I really enjoy old educational videos. It's a particular problem of mine. I should probably seek some form of professional help. But there is something about outdated pedagogy, horrible acting, and strange and upsetting haircuts that just make me happy. Like I said: it is certainly worthy of years of powerful therapeutic intervention.

I first discovered these educational films as a child in rural West Virginia. We were subjected to a ton of these. We generally watched them on old reel-to-reel machines that, while perfectly quaint additions to some steampunk themed party today, were simply cheap pieces of junk back then. (To be clear: they are cheap pieces of junk now too. Just cool cheap junk.)

I rediscovered them later in life when Mystery Science Theater 3000 started airing them before the shorter, more Roger Corman-y films they showed. I instantly recognized them- creepy, dull, but somehow very real. Like a horror villain. I couldn't get enough. Recently, Rifftrax began airing similar shorts, with a broader (and arguably even creepier) selection of films.

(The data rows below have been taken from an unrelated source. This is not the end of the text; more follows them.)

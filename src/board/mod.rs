//! Board representation for m,n,k games

pub mod bitboard;
pub mod board;
pub mod lines;
pub mod moves;


// Re-exports
pub use bitboard::Bitboard;
pub use board::{Board, LastMove};
pub use lines::{Line, DIRECTIONS};
pub use moves::{MoveList, Moves};

/// Largest supported board side.
/// Cell indices (plus one sentinel) must fit in a `u16`.
pub const MAX_BOARD_SIZE: usize = 255;

/// Cell contents
#[derive(Debug, Clone, Copy, PartialEq, Eq, Hash, Default)]
pub enum Mark {
    #[default]
    Empty,
    /// Always moves first
    X,
    O,
}

impl Mark {
    /// Get the other player's mark
    #[inline]
    pub fn opponent(self) -> Mark {
        match self {
            Mark::X => Mark::O,
            Mark::O => Mark::X,
            Mark::Empty => Mark::Empty,
        }
    }

    /// Display symbol
    pub fn symbol(self) -> &'static str {
        match self {
            Mark::X => "X",
            Mark::O => "O",
            Mark::Empty => "",
        }
    }
}

impl std::fmt::Display for Mark {
    fn fmt(&self, f: &mut std::fmt::Formatter<'_>) -> std::fmt::Result {
        match self {
            Mark::Empty => f.write_str("-"),
            other => f.write_str(other.symbol()),
        }
    }
}

/// Position on the board
#[derive(Debug, Clone, Copy, PartialEq, Eq, Hash, PartialOrd, Ord)]
pub struct Pos {
    pub row: u8,
    pub col: u8,
}

impl Pos {
    #[inline]
    pub fn new(row: u8, col: u8) -> Self {
        Self { row, col }
    }

    /// Row-major index on a board of side `size`
    #[inline]
    pub fn to_index(self, size: usize) -> usize {
        self.row as usize * size + self.col as usize
    }

    #[inline]
    pub fn from_index(idx: usize, size: usize) -> Self {
        Self {
            row: (idx / size) as u8,
            col: (idx % size) as u8,
        }
    }

    /// Step `n` cells along `(dr, dc)`, or `None` when that leaves the board
    #[inline]
    pub fn offset(self, dr: i32, dc: i32, n: i32, size: usize) -> Option<Pos> {
        let r = self.row as i32 + dr * n;
        let c = self.col as i32 + dc * n;
        if Pos::is_valid(r, c, size) {
            Some(Pos::new(r as u8, c as u8))
        } else {
            None
        }
    }

    #[inline]
    pub fn is_valid(row: i32, col: i32, size: usize) -> bool {
        row >= 0 && row < size as i32 && col >= 0 && col < size as i32
    }
}

impl std::fmt::Display for Pos {
    fn fmt(&self, f: &mut std::fmt::Formatter<'_>) -> std::fmt::Result {
        write!(f, "({}, {})", self.row, self.col)
    }
}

Some of these newer ones seemed aimed at urban schools, which delighted me to no end. In part because it made me realize that the super white and suburban short films we saw as a kid were meant for us! Someone had thought through the process long enough to decide, "Oh these bland and terrible films are being sent to West By God Virginia. Make sure to make them PURE WHITE and even duller than usual. Those kids can't handle the truth."

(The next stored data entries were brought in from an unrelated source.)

//! Free-list allocator for entity ids over a shared atomic bitmap.
//!
//! [`Pool`] hands out the lowest free id in `[0, capacity)` and takes ids
//! back. Every operation is lock-free: the bitmap is a `Vec` of `AtomicU32`
//! buckets, one bit per id, and claims are made with compare-and-swap so
//! that concurrent callers on different threads never observe a torn claim.
//! Index 0 is reserved at construction (the data model treats id 0 as
//! "never an entity").

use std::sync::atomic::{AtomicU32, Ordering};
use std::sync::Arc;

use crate::EcsError;

const BITS_PER_BUCKET: u32 = 32;

/// Shared, thread-safe bitmap allocator for entity ids.
#[derive(Debug)]
pub struct Pool {
    /// One bit per id; a set bit means "free". Reserved ids (just id 0)
    /// start cleared.
    buckets: Vec<AtomicU32>,
    capacity: u32,
}

impl Pool {
    /// Create a pool over `[0, capacity)`, with id 0 pre-claimed.
    pub fn new(capacity: u32) -> Self {
        let bucket_count = (capacity + BITS_PER_BUCKET - 1) / BITS_PER_BUCKET;
        let buckets: Vec<AtomicU32> = (0..bucket_count).map(|_| AtomicU32::new(u32::MAX)).collect();
        let pool = Self { buckets, capacity };
        // Mask off bits beyond `capacity` in the final bucket so `get()`
        // never hands out an out-of-range id.
        if capacity % BITS_PER_BUCKET != 0 {
            let last = bucket_count as usize - 1;
            let valid_bits = capacity % BITS_PER_BUCKET;
            let mask = (1u32 << valid_bits) - 1;
            pool.buckets[last].store(mask, Ordering::Relaxed);
        }
        // Reserve id 0.
        pool.claim(0);
        pool
    }

    /// Number of 32-bit buckets backing this pool. Exposed for worker
    /// transfer (a worker reconstructs a view over the same shared bytes).
    pub fn bucket_count(&self) -> usize {
        self.buckets.len()
    }

    /// Total id capacity (`[0, capacity)`).
    pub fn size(&self) -> u32 {
        self.capacity
    }

    /// Shared handle to the underlying bucket buffer, for handing to a
    /// worker so it can reconstruct a `Pool` view over the same memory.
    pub fn buffer(self: &Arc<Self>) -> Arc<Self> {
        Arc::clone(self)
    }

    fn claim(&self, id: u32) {
        let bucket = (id / BITS_PER_BUCKET) as usize;
        let bit = id % BITS_PER_BUCKET;
        self.buckets[bucket].fetch_and(!(1u32 << bit), Ordering::AcqRel);
    }

    /// Atomically claim and return the lowest free id.
    pub fn get(&self) -> Result<u32, EcsError> {
        for (bucket_idx, bucket) in self.buckets.iter().enumerate() {
            loop {
                let current = bucket.load(Ordering::Acquire);
                if current == 0 {
                    break;
                }
                let bit = current.trailing_zeros();
                let claimed = current & !(1u32 << bit);
                if bucket
                    .compare_exchange(current, claimed, Ordering::AcqRel, Ordering::Acquire)
                    .is_ok()
                {
                    return Ok(bucket_idx as u32 * BITS_PER_BUCKET + bit);
                }
                // Lost the race to another thread; retry against the fresh value.
            }
        }
        Err(EcsError::PoolExhausted)
    }

    /// Return `id` to the pool.
    ///
    /// Callers must not free an id that is still in use; double-free is
    /// not checked (mirrors the source allocator's contract).
    pub fn free(&self, id: u32) {
        debug_assert!(id < self.capacity, "freed id {id} out of pool range");
        self.claim_set(id);
    }

    fn claim_set(&self, id: u32) {
        let bucket = (id / BITS_PER_BUCKET) as usize;
        let bit = id % BITS_PER_BUCKET;
        self.buckets[bucket].fetch_or(1u32 << bit, Ordering::AcqRel);
    }
}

With all the madness for technology in education and Web 2.0 nonsense in schools today, this kind of mass produced madness is probably lost forever. I kind of hope not, personally. I hope that I can bring it back into my classroom, if only for a day. I want kids to study it as a history lesson. My generation may have not been through war, kids. But we saw shag haircuts floating over horrible special effects. We were told about our bodies by afro-sporting white guys in jumpsuits. We learned that drugs were free and available at every school bus stop. Unfortunately, we also learned that those same drugs could make the shag haired freaks in jumpsuits go away...

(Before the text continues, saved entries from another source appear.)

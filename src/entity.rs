//! Entity identity, liveness, generation, and component membership.
//!
//! Entities are bare integer ids in `[0, max_entities)` (id 0 is reserved
//! as "never an entity"). [`EntityBuffer`] is the single shared structure
//! that tracks, per id: whether it is currently live, its generation (a
//! wrapping 7-bit counter bumped on reclamation), and which components it
//! carries, packed as a dense bitmap.

use std::sync::atomic::{AtomicU32, AtomicU8, Ordering};

use crate::query::QueryMasks;

/// Generation counter wraps at 7 bits, matching the packed `Ref` layout
/// (ยง4/ยง6), which reserves the high 7 bits of a 32-bit word for it.
pub const GENERATION_BITS: u32 = 7;
const GENERATION_MASK: u8 = (1 << GENERATION_BITS) - 1;

/// Sentinel entity id used for singleton component events (ยง3, ยง4.9).
pub const SINGLETON_ENTITY: u32 = u32::MAX;

const BITS_PER_WORD: u32 = 32;

/// Shared, thread-aware entity liveness/generation/membership table.
#[derive(Debug)]
pub struct EntityBuffer {
    max_entities: u32,
    component_count: u32,
    words_per_entity: u32,
    /// One bit per entity; 1 == live.
    liveness: Vec<AtomicU32>,
    /// One byte per entity; low 7 bits are the generation.
    generations: Vec<AtomicU8>,
    /// `words_per_entity` words per entity, `component_count` bits used.
    membership: Vec<AtomicU32>,
}

impl EntityBuffer {
    /// Construct a buffer sized for `max_entities` ids and
    /// `component_count` distinct component ids.
    pub fn new(max_entities: u32, component_count: u32) -> Self {
        let liveness_words = (max_entities + BITS_PER_WORD - 1) / BITS_PER_WORD;
        let words_per_entity = (component_count + BITS_PER_WORD - 1) / BITS_PER_WORD.max(1);
        let words_per_entity = words_per_entity.max(1);
        Self {
            max_entities,
            component_count,
            words_per_entity,
            liveness: (0..liveness_words).map(|_| AtomicU32::new(0)).collect(),
            generations: (0..max_entities).map(|_| AtomicU8::new(0)).collect(),
            membership: (0..max_entities * words_per_entity)
                .map(|_| AtomicU32::new(0))
                .collect(),
        }
    }

    /// Mark `id` live, reset its membership bitmap, and bump its
    /// generation if the slot was ever live before.
    pub fn create(&self, id: u32) {
        self.set_live(id, true);
        self.clear_membership(id);
    }

    /// Clear liveness only; generation and component bits are preserved
    /// so that post-removal readers (e.g. a lagging `removed()` consumer)
    /// can still see what the entity had.
    pub fn mark_dead(&self, id: u32) {
        self.set_live(id, false);
        let idx = id as usize;
        let gen = self.generations[idx].load(Ordering::Relaxed);
        self.generations[idx].store((gen + 1) & GENERATION_MASK, Ordering::Release);
    }

    /// Wipe liveness, generation is left as bumped by `mark_dead`, and
    /// membership bits are cleared. Invoked only by `World` reclamation.
    pub fn delete(&self, id: u32) {
        self.set_live(id, false);
        self.clear_membership(id);
    }

    fn set_live(&self, id: u32, live: bool) {
        let word = (id / BITS_PER_WORD) as usize;
        let bit = id % BITS_PER_WORD;
        if live {
            self.liveness[word].fetch_or(1 << bit, Ordering::AcqRel);
        } else {
            self.liveness[word].fetch_and(!(1 << bit), Ordering::AcqRel);
        }
    }

    fn clear_membership(&self, id: u32) {
        let base = id as usize * self.words_per_entity as usize;
        for w in 0..self.words_per_entity as usize {
            self.membership[base + w].store(0, Ordering::Release);
        }
    }

    /// Whether `id` is currently live.
    pub fn has(&self, id: u32) -> bool {
        if id >= self.max_entities {
            return false;
        }
        let word = (id / BITS_PER_WORD) as usize;
        let bit = id % BITS_PER_WORD;
        self.liveness[word].load(Ordering::Acquire) & (1 << bit) != 0
    }

    /// Current generation for `id`, in `[0, 128)`.
    pub fn generation(&self, id: u32) -> u8 {
        self.generations[id as usize].load(Ordering::Acquire)
    }

    /// Set `component_id`'s membership bit for `id`.
    pub fn add_component_to_entity(&self, id: u32, component_id: u32) {
        self.set_component_bit(id, component_id, true);
    }

    /// Clear `component_id`'s membership bit for `id`.
    pub fn remove_component_from_entity(&self, id: u32, component_id: u32) {
        self.set_component_bit(id, component_id, false);
    }

    fn set_component_bit(&self, id: u32, component_id: u32, set: bool) {
        let base = id as usize * self.words_per_entity as usize;
        let word = base + (component_id / BITS_PER_WORD) as usize;
        let bit = component_id % BITS_PER_WORD;
        if set {
            self.membership[word].fetch_or(1 << bit, Ordering::AcqRel);
        } else {
            self.membership[word].fetch_and(!(1 << bit), Ordering::AcqRel);
        }
    }

    /// Whether `id` currently carries `component_id`.
    pub fn has_component(&self, id: u32, component_id: u32) -> bool {
        let base = id as usize * self.words_per_entity as usize;
        let word = base + (component_id / BITS_PER_WORD) as usize;
        let bit = component_id % BITS_PER_WORD;
        self.membership[word].load(Ordering::Acquire) & (1 << bit) != 0
    }

    /// Evaluate the four query masks against `id`'s membership bitmap.
    pub fn matches(&self, id: u32, masks: &QueryMasks) -> bool {
        if !self.has(id) {
            return false;
        }
        let base = id as usize * self.words_per_entity as usize;
        let mut any_overlap = masks.any.is_empty();
        for w in 0..self.words_per_entity as usize {
            let bits = self.membership[base + w].load(Ordering::Acquire);
            let with = masks.with.word(w);
            let without = masks.without.word(w);
            let any = masks.any.word(w);
            if bits & with != with {
                return false;
            }
            if bits & without != 0 {
                return false;
            }
            if any != 0 && bits & any != 0 {
                any_overlap = true;
            }
        }
        any_overlap
    }

    /// Iterate the component ids currently set for `id`.
    pub fn component_ids(&self, id: u32) -> Vec<u32> {
        let base = id as usize * self.words_per_entity as usize;
        let mut out = Vec::new();
        for w in 0..self.words_per_entity as usize {
            let mut bits = self.membership[base + w].load(Ordering::Acquire);
            while bits != 0 {
                let bit = bits.trailing_zeros();
                out.push(w as u32 * BITS_PER_WORD + bit);
                bits &= bits - 1;
            }
        }
        out
    }

    pub(crate) fn words_per_entity(&self) -> u32 {
        self.words_per_entity
    }

    pub(crate) fn max_entities(&self) -> u32 {
        self.max_entities
    }

    pub(crate) fn component_count(&self) -> u32 {
        self.component_count
    }
}

#[cfg(test)]
mod tests {
    use super::*;
    use crate::query::Bitmask;

    fn masks(with: &[u32], without: &[u32], any: &[u32], word_count: u32) -> QueryMasks {
        QueryMasks {
            with: Bitmask::from_bits(with, word_count),
            without: Bitmask::from_bits(without, word_count),
            any: Bitmask::from_bits(any, word_count),
        }
    }

    #[test]
    fn create_then_has() {
        let buf = EntityBuffer::new(16, 4);
        buf.create(3);
        assert!(buf.has(3));
        assert!(!buf.has(4));
    }

    #[test]
    fn mark_dead_preserves_membership_but_not_liveness() {
        let buf = EntityBuffer::new(16, 4);
        buf.create(3);
        buf.add_component_to_entity(3, 1);
        buf.mark_dead(3);
        assert!(!buf.has(3));
        assert!(buf.has_component(3, 1), "membership preserved post-removal");
    }

    #[test]
    fn delete_wipes_membership() {
        let buf = EntityBuffer::new(16, 4);
        buf.create(3);
        buf.add_component_to_entity(3, 1);
        buf.mark_dead(3);
        buf.delete(3);
        assert!(!buf.has_component(3, 1));
    }

    #[test]
    fn generation_wraps_at_128() {
        let buf = EntityBuffer::new(4, 1);
        for _ in 0..130 {
            buf.create(1);
            buf.mark_dead(1);
        }
        assert!(buf.generation(1) < 128);
    }

    #[test]
    fn matches_with_without_any() {
        let buf = EntityBuffer::new(8, 3);
        buf.create(1);
        buf.add_component_to_entity(1, 0); // P
        buf.add_component_to_entity(1, 1); // V
        let m = masks(&[0], &[2], &[], 1);
        assert!(buf.matches(1, &m));
        buf.add_component_to_entity(1, 2); // F
        assert!(!buf.matches(1, &m), "F is in `without`");
    }

    #[test]
    fn matches_any_empty_means_skip() {
        let buf = EntityBuffer::new(8, 3);
        buf.create(1);
        buf.add_component_to_entity(1, 0);
        let m = masks(&[0], &[], &[], 1);
        assert!(buf.matches(1, &m));
    }

    #[test]
    fn matches_any_requires_overlap() {
        let buf = EntityBuffer::new(8, 3);
        buf.create(1);
        buf.add_component_to_entity(1, 0);
        let m = masks(&[0], &[], &[1, 2], 1);
        assert!(!buf.matches(1, &m));
        buf.add_component_to_entity(1, 1);
        assert!(buf.matches(1, &m));
    }

    #[test]
    fn component_ids_lists_set_bits() {
        let buf = EntityBuffer::new(8, 40);
        buf.create(1);
        buf.add_component_to_entity(1, 0);
        buf.add_component_to_entity(1, 35);
        let mut ids = buf.component_ids(1);
        ids.sort_unstable();
        assert_eq!(ids, vec![0, 35]);
    }

    #[test]
    fn dead_entity_never_matches() {
        let buf = EntityBuffer::new(8, 2);
        buf.create(1);
        buf.add_component_to_entity(1, 0);
        buf.mark_dead(1);
        let m = masks(&[0], &[], &[], 1);
        assert!(!buf.matches(1, &m));
    }
}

And that, kids, is why we grew up to be the generation that created reality tv. Don't do drugs.


Herc said...

You will be delighted to know that when I started at Lowes, there were a TON of education films to watch. Some were on a computer, sure, but most were on VHS tapes. It was exciting (you know, relatively speaking).

So maybe the kids won't get them in school (a big shame), but they'll get them eventually.

Ryan Beggar said...

Yes! I had totally forgotten the work related ones. I saw a few when I worked at Hardee's in HS. (You earn lifetime southerner points for having ever worked a Hardee's. They have biscuits and gravy ALL THE DAMN DAY!)